Radical government plans are set to overhaul distance learning in South Africa. Karen MacGregor reports.
Post-apartheid change has been a relatively long time coming to distance learning in South Africa, but is to be as radical as it has been for most other areas. The government's National Plan for Higher Education proposes merging the country's open-learning institutions, cautiously allowing distance provision in contact institutions and enticing adults back into the system.
In South Africa there are about 250,000 higher education students on distance courses and about 350,000 on contact programmes. After rapid growth in the early 1990s, numbers have levelled off and the total of 600,000 students in public higher education is likely to stay constant, though private provision is growing.
The national plan, published by education minister Kader Asmal in February, suggests creating a single distance-education institution by merging the University of South Africa, with its 92,000 students, with Technikon South Africa, which has more than 68,000 students.
The distance centre of Vista University, which has 10,000 students, will be incorporated into the new institution. Vista is a complex, disparate and not very successful institution with seven campuses in three provinces. It will be unbundled and its parts absorbed into other institutions.
The rationale for the merger - which is to be facilitated by a ministry working group and must be completed by June next year - is that a single institution will be best able to seize opportunities for increasing access to distance education locally and in the rest of Africa. "It will also enable economies of scale and scope, thus ensuring that advantage is taken of the rapid changes in information and communications technology," Asmal writes.
The working group will also investigate the role of the new institution in developing a national network of innovation centres in course design and development, using top scholars and teachers, and the broad role of distance education in higher education in the light of international trends and changes in information and communication technology. The merger, the government believes, will create a "formidable infrastructure and array of technical expertise".
A second thrust of state-driven change is directed at distance-education courses offered by contact universities, especially formerly white institutions competing for students in an environment of declining state funding and a limited pool of qualified school-leavers.
Distance-education enrolments in contact institutions grew by 492 per cent between 1993 and 1999 - from 14,000 to 69,000. Asmal says "there are no signs that it is levelling off". Most programmes are undergraduate and targeted at teachers who are upgrading their qualifications. Distance-education developments driven by competition have taken three forms, the national plan reveals: the rapid expansion of distance courses offered by contact institutions; creation of satellite campuses by universities to facilitate delivery of distance education; and the rapid growth of private higher education focusing on low-cost, high-demand, high-profit programmes.

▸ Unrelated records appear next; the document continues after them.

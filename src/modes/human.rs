use anyhow::{Context, Result};
use crossterm::{
    event::{DisableMouseCapture, EnableMouseCapture, Event, EventStream, KeyEventKind},
    execute,
    terminal::{disable_raw_mode, enable_raw_mode, EnterAlternateScreen, LeaveAlternateScreen},
};
use futures::StreamExt;
use ratatui::{backend::CrosstermBackend, Terminal};
use std::io::{stderr, Stderr};
use std::time::{Duration, Instant};
use tokio::time::{interval, interval_at, Interval, MissedTickBehavior};
use tracing::info;

use crate::game::{GameEngine, Intent, Phase, TickSpeed};
use crate::input::{DirectionMap, InputHandler, IntentQueue, KeyAction};
use crate::metrics::GameMetrics;
use crate::render::{Hud, Renderer, ScreenLayout};
use crate::settings::Settings;

/// How long a status notice stays in the footer
const NOTICE_TTL: Duration = Duration::from_secs(2);

/// Short-lived status line, e.g. "Game Paused"
#[derive(Debug, Clone)]
struct Notice {
    text: String,
    until: Instant,
}

/// Keyboard and mouse play in the terminal.
///
/// Input is captured as soon as it arrives and queued; the tick timer drains the
/// queue, advances the engine, and the render timer draws the latest snapshot.
pub struct HumanMode {
    engine: GameEngine,
    metrics: GameMetrics,
    renderer: Renderer,
    input_handler: InputHandler,
    queue: IntentQueue,
    speed: TickSpeed,
    speed_changed: bool,
    notice: Option<Notice>,
    layout: ScreenLayout,
    should_quit: bool,
}

impl HumanMode {
    pub fn new(settings: &Settings) -> Self {
        let config = settings.game.clone();
        let speed = config.tick_speed();
        let engine = match settings.seed {
            Some(seed) => GameEngine::with_seed(config, seed),
            None => GameEngine::new(config),
        };

        Self {
            engine,
            metrics: GameMetrics::new(),
            renderer: Renderer::new(),
            input_handler: InputHandler::new(DirectionMap::new(settings.input.control_scheme)),
            queue: IntentQueue::new(settings.input.debounce(), settings.input.turn_buffer),
            speed,
            speed_changed: false,
            notice: None,
            layout: ScreenLayout::default(),
            should_quit: false,
        }
    }

    pub async fn run(&mut self) -> Result<()> {
        // Setup terminal
        enable_raw_mode().context("Failed to enable raw mode")?;
        let mut stderr = stderr();
        execute!(stderr, EnterAlternateScreen, EnableMouseCapture)
            .context("Failed to enter alternate screen")?;
        let backend = CrosstermBackend::new(stderr);
        let mut terminal = Terminal::new(backend).context("Failed to create terminal")?;
        terminal.hide_cursor().context("Failed to hide cursor")?;
        terminal.clear().context("Failed to clear terminal")?;

        info!(
            grid = self.engine.config().grid_size,
            tick_secs = self.speed.secs(),
            scheme = ?self.input_handler.direction_map().scheme(),
            "session started"
        );

        // Run game loop with cleanup
        let result = self.run_game_loop(&mut terminal).await;

        // Cleanup terminal
        self.cleanup_terminal(&mut terminal)?;

        info!(
            games = self.metrics.games_played,
            high_score = self.metrics.high_score,
            "session ended"
        );

        result
    }

    async fn run_game_loop(
        &mut self,
        terminal: &mut Terminal<CrosstermBackend<Stderr>>,
    ) -> Result<()> {
        let mut event_stream = EventStream::new();
        let mut tick_timer = ticker(self.speed);

        // Render at 30 FPS (33ms per frame)
        let render_interval = Duration::from_millis(33);
        let mut render_timer = interval(render_interval);

        loop {
            tokio::select! {
                // Capture input immediately; it is applied at the next tick
                maybe_event = event_stream.next() => {
                    if let Some(Ok(event)) = maybe_event {
                        self.handle_event(event, Instant::now());
                    }
                }

                // Game logic tick
                _ = tick_timer.tick() => {
                    self.on_tick();
                }

                // Render frame
                _ = render_timer.tick() => {
                    self.metrics.update(self.engine.phase() == Phase::Playing);
                    self.expire_notice(Instant::now());
                    self.draw(terminal)?;
                }

                // Handle Ctrl+C
                _ = tokio::signal::ctrl_c() => {
                    self.should_quit = true;
                }
            }

            if self.speed_changed {
                tick_timer = ticker(self.speed);
                self.speed_changed = false;
            }

            if self.should_quit {
                break;
            }
        }

        Ok(())
    }

    fn draw(&mut self, terminal: &mut Terminal<CrosstermBackend<Stderr>>) -> Result<()> {
        let snapshot = self.engine.snapshot();
        let hud = Hud {
            metrics: &self.metrics,
            speed: self.speed,
            notice: self.notice.as_ref().map(|n| n.text.as_str()),
        };
        let renderer = &self.renderer;
        let mut layout = None;

        terminal
            .draw(|frame| {
                layout = Some(renderer.render(frame, &snapshot, &hud));
            })
            .context("Failed to draw frame")?;

        if let Some(layout) = layout {
            self.layout = layout;
        }
        Ok(())
    }

    fn handle_event(&mut self, event: Event, now: Instant) {
        let action = match event {
            // Only process key press events, not release
            Event::Key(key) if key.kind == KeyEventKind::Press => {
                self.input_handler.handle_key_event(key)
            }
            Event::Mouse(mouse) => self.input_handler.handle_mouse_event(mouse, &self.layout),
            _ => KeyAction::None,
        };

        match action {
            KeyAction::GameIntent(intent) => {
                self.queue.push(intent, now);
            }
            KeyAction::SpeedUp => self.change_speed(self.speed.faster()),
            KeyAction::SlowDown => self.change_speed(self.speed.slower()),
            KeyAction::Quit => {
                self.should_quit = true;
            }
            KeyAction::None => {}
        }
    }

    /// One scheduler period: apply queued intents, then move
    fn on_tick(&mut self) {
        // Turns wait while the snake is parked so they never stack on an untravelled heading
        let release_turn = self.engine.phase() == Phase::Playing;
        for intent in self.queue.drain_for_tick(release_turn) {
            self.apply_intent(intent);
        }

        let result = self.engine.tick();

        if result.game_over.is_some() {
            let score = self.engine.state().score;
            self.metrics.on_game_over(score);
            self.set_notice(format!(
                "Game Over! Final Score: {}. Press R to restart.",
                score
            ));
        }
    }

    fn apply_intent(&mut self, intent: Intent) {
        let before = self.engine.phase();
        let score = self.engine.state().score;
        self.engine.apply(intent);
        let after = self.engine.phase();

        match (intent, before, after) {
            (Intent::TogglePause | Intent::SetPaused(_), Phase::Playing, Phase::Paused) => {
                self.set_notice("Game Paused".to_string());
            }
            (Intent::TogglePause | Intent::SetPaused(_), Phase::Paused, Phase::Playing) => {
                self.set_notice("Game Resumed".to_string());
            }
            (Intent::Restart, Phase::GameOver, Phase::Playing) => {
                self.metrics.on_game_start();
                self.set_notice("Game Restarted!".to_string());
            }
            (Intent::NewGame, before, _) => {
                // An abandoned game still counts
                if before != Phase::GameOver {
                    self.metrics.on_game_over(score);
                }
                self.metrics.on_game_start();
                self.set_notice("New Game".to_string());
            }
            _ => {}
        }
    }

    fn change_speed(&mut self, speed: TickSpeed) {
        if speed == self.speed {
            return;
        }
        self.speed = speed;
        self.speed_changed = true;
        info!(tick_secs = speed.secs(), "speed changed");
        self.set_notice(format!("Tick {:.1}s", speed.secs()));
    }

    fn set_notice(&mut self, text: String) {
        self.notice = Some(Notice {
            text,
            until: Instant::now() + NOTICE_TTL,
        });
    }

    fn expire_notice(&mut self, now: Instant) {
        if self.notice.as_ref().is_some_and(|n| now >= n.until) {
            self.notice = None;
        }
    }

    fn cleanup_terminal(
        &mut self,
        terminal: &mut Terminal<CrosstermBackend<Stderr>>,
    ) -> Result<()> {
        disable_raw_mode().context("Failed to disable raw mode")?;
        execute!(
            terminal.backend_mut(),
            LeaveAlternateScreen,
            DisableMouseCapture
        )
        .context("Failed to leave alternate screen")?;
        terminal.show_cursor().context("Failed to show cursor")?;
        Ok(())
    }
}

/// Tick timer for `speed`, first firing one period from now
fn ticker(speed: TickSpeed) -> Interval {
    let period = speed.interval();
    let mut timer = interval_at(tokio::time::Instant::now() + period, period);
    timer.set_missed_tick_behavior(MissedTickBehavior::Delay);
    timer
}

#[cfg(test)]
mod tests {
    use super::*;
    use crate::game::{Direction, GameOverReason};
    use crossterm::event::{KeyCode, KeyEvent, KeyModifiers};

    fn mode() -> HumanMode {
        let settings = Settings {
            seed: Some(4),
            ..Settings::default()
        };
        HumanMode::new(&settings)
    }

    fn press(mode: &mut HumanMode, code: KeyCode, now: Instant) {
        mode.handle_event(Event::Key(KeyEvent::new(code, KeyModifiers::NONE)), now);
    }

    #[test]
    fn test_game_initialization() {
        let mode = mode();
        assert_eq!(mode.engine.phase(), Phase::Playing);
        assert_eq!(mode.engine.state().score, 0);
        assert!((mode.speed.secs() - 0.3).abs() < 1e-9);
    }

    #[test]
    fn test_input_waits_for_tick() {
        let mut mode = mode();
        press(&mut mode, KeyCode::Up, Instant::now());

        assert_eq!(mode.engine.state().direction, Direction::Right);
        mode.on_tick();
        assert_eq!(mode.engine.state().direction, Direction::Up);
    }

    #[test]
    fn test_two_quick_turns_do_not_reverse() {
        let mut mode = mode();
        let now = Instant::now();
        press(&mut mode, KeyCode::Up, now);
        press(&mut mode, KeyCode::Left, now);

        mode.on_tick();
        assert_eq!(mode.engine.state().direction, Direction::Up);
        assert!(!mode.engine.state().game_over);

        mode.on_tick();
        assert_eq!(mode.engine.state().direction, Direction::Left);
        assert!(!mode.engine.state().game_over);
    }

    #[test]
    fn test_pause_and_resume_notices() {
        let mut mode = mode();
        let now = Instant::now();

        press(&mut mode, KeyCode::Char(' '), now);
        mode.on_tick();
        assert_eq!(mode.engine.phase(), Phase::Paused);
        assert_eq!(mode.notice.as_ref().unwrap().text, "Game Paused");

        let steps = mode.engine.state().steps;
        mode.on_tick();
        assert_eq!(mode.engine.state().steps, steps);

        press(&mut mode, KeyCode::Char('p'), now + Duration::from_millis(200));
        mode.on_tick();
        assert_eq!(mode.engine.phase(), Phase::Playing);
        assert_eq!(mode.notice.as_ref().unwrap().text, "Game Resumed");
    }

    #[test]
    fn test_game_over_records_metrics_and_restart() {
        let mut mode = mode();

        // Heading right from the centre reaches the wall within the grid width
        for _ in 0..25 {
            mode.on_tick();
        }
        assert_eq!(mode.engine.phase(), Phase::GameOver);
        assert_eq!(
            mode.engine.state().game_over_reason,
            Some(GameOverReason::Wall)
        );
        assert_eq!(mode.metrics.games_played, 1);
        assert!(mode.notice.as_ref().unwrap().text.starts_with("Game Over!"));

        press(&mut mode, KeyCode::Char('r'), Instant::now());
        mode.on_tick();
        assert_ne!(mode.engine.phase(), Phase::GameOver);
        assert_eq!(mode.notice.as_ref().unwrap().text, "Game Restarted!");
    }

    #[test]
    fn test_turns_queued_while_paused_do_not_fold() {
        let mut mode = mode();
        let t0 = Instant::now();

        press(&mut mode, KeyCode::Char(' '), t0);
        mode.on_tick();
        assert_eq!(mode.engine.phase(), Phase::Paused);

        press(&mut mode, KeyCode::Up, t0);
        press(&mut mode, KeyCode::Left, t0);
        mode.on_tick();
        mode.on_tick();
        assert_eq!(mode.engine.state().direction, Direction::Right);

        press(&mut mode, KeyCode::Char(' '), t0 + Duration::from_millis(500));
        mode.on_tick();
        assert_eq!(mode.engine.phase(), Phase::Playing);
        assert_eq!(mode.engine.state().direction, Direction::Right);

        mode.on_tick();
        assert_eq!(mode.engine.state().direction, Direction::Up);
        mode.on_tick();
        assert_eq!(mode.engine.state().direction, Direction::Left);
        assert!(!mode.engine.state().game_over);
    }

    #[test]
    fn test_new_game_counts_abandoned_game() {
        let mut mode = mode();
        let mut state = mode.engine.state().clone();
        state.score = 5;
        mode.engine = GameEngine::from_state(mode.engine.config().clone(), state, 4).unwrap();

        press(&mut mode, KeyCode::Char('n'), Instant::now());
        mode.on_tick();

        assert_eq!(mode.metrics.games_played, 1);
        assert_eq!(mode.metrics.high_score, 5);
        assert_eq!(mode.engine.state().score, 0);
        assert_eq!(mode.notice.as_ref().unwrap().text, "New Game");
    }

    #[test]
    fn test_new_game_after_game_over_counts_once() {
        let mut mode = mode();
        for _ in 0..25 {
            mode.on_tick();
        }
        assert_eq!(mode.metrics.games_played, 1);

        press(&mut mode, KeyCode::Char('n'), Instant::now());
        mode.on_tick();
        assert_eq!(mode.metrics.games_played, 1);
    }

    #[test]
    fn test_speed_keys_clamp() {
        let mut mode = mode();
        let now = Instant::now();

        press(&mut mode, KeyCode::Char('+'), now);
        assert!(mode.speed_changed);
        assert!((mode.speed.secs() - 0.2).abs() < 1e-9);

        for _ in 0..20 {
            press(&mut mode, KeyCode::Char('-'), now);
        }
        assert!((mode.speed.secs() - 1.0).abs() < 1e-9);
    }

    #[test]
    fn test_quit_key() {
        let mut mode = mode();
        press(&mut mode, KeyCode::Char('q'), Instant::now());
        assert!(mode.should_quit);
    }

    #[test]
    fn test_notice_expires() {
        let mut mode = mode();
        mode.set_notice("hello".to_string());

        mode.expire_notice(Instant::now());
        assert!(mode.notice.is_some());

        mode.expire_notice(Instant::now() + NOTICE_TTL + Duration::from_millis(1));
        assert!(mode.notice.is_none());
    }
}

Such developments are potentially damaging, it argues, threatening both dedicated distance institutions and contact institutions in whose areas satellite campuses have been created. They have reinforced apartheid inequalities, and in some "white" institutions, black student numbers have been increased primarily by targeting black students for distance education courses.
The national plan lifts a moratorium that was slapped on new distance courses in contact institutions in February 2000 because of such concerns. This is lifted, but from next year new student places in distance programmes at contact universities will be funded only if they have been approved as part of the institution's plans.
A third imperative for distance education is its need to attract more adult learners - part of the government's unimplemented commitment to lifelong learning - and to increase a participation rate of 15 per cent to a target of 20 per cent of 20 to 24-year-olds.
The Council on Higher Education, which conducted the study on which the national plan is based, suggested promoting recognition of prior learning to increase the intake of adult learners. But this has "largely been ignored by institutions", the minister says.
Some institutions introduced professional development programmes targeted mostly at teachers, but there has been "little or no movement" towards attracting workers, mature learners and the disabled, who were denied access to higher education in the past. There are about 1.6 million young adult South Africans who have a school qualification certificate. The government has set up sector education and training authorities to identify skills gaps and shortages, provide bursaries to learners and identify institutions to develop and deliver needed programmes.
The government does not want the uncritical introduction of distance education as a "panacea for the challenges that confront higher education". The notion of the virtual university and role of private and distance learning must be assessed in terms of South Africa's needs.
This, Asmal says, "requires embracing the new technologies, new partnerships and new approaches".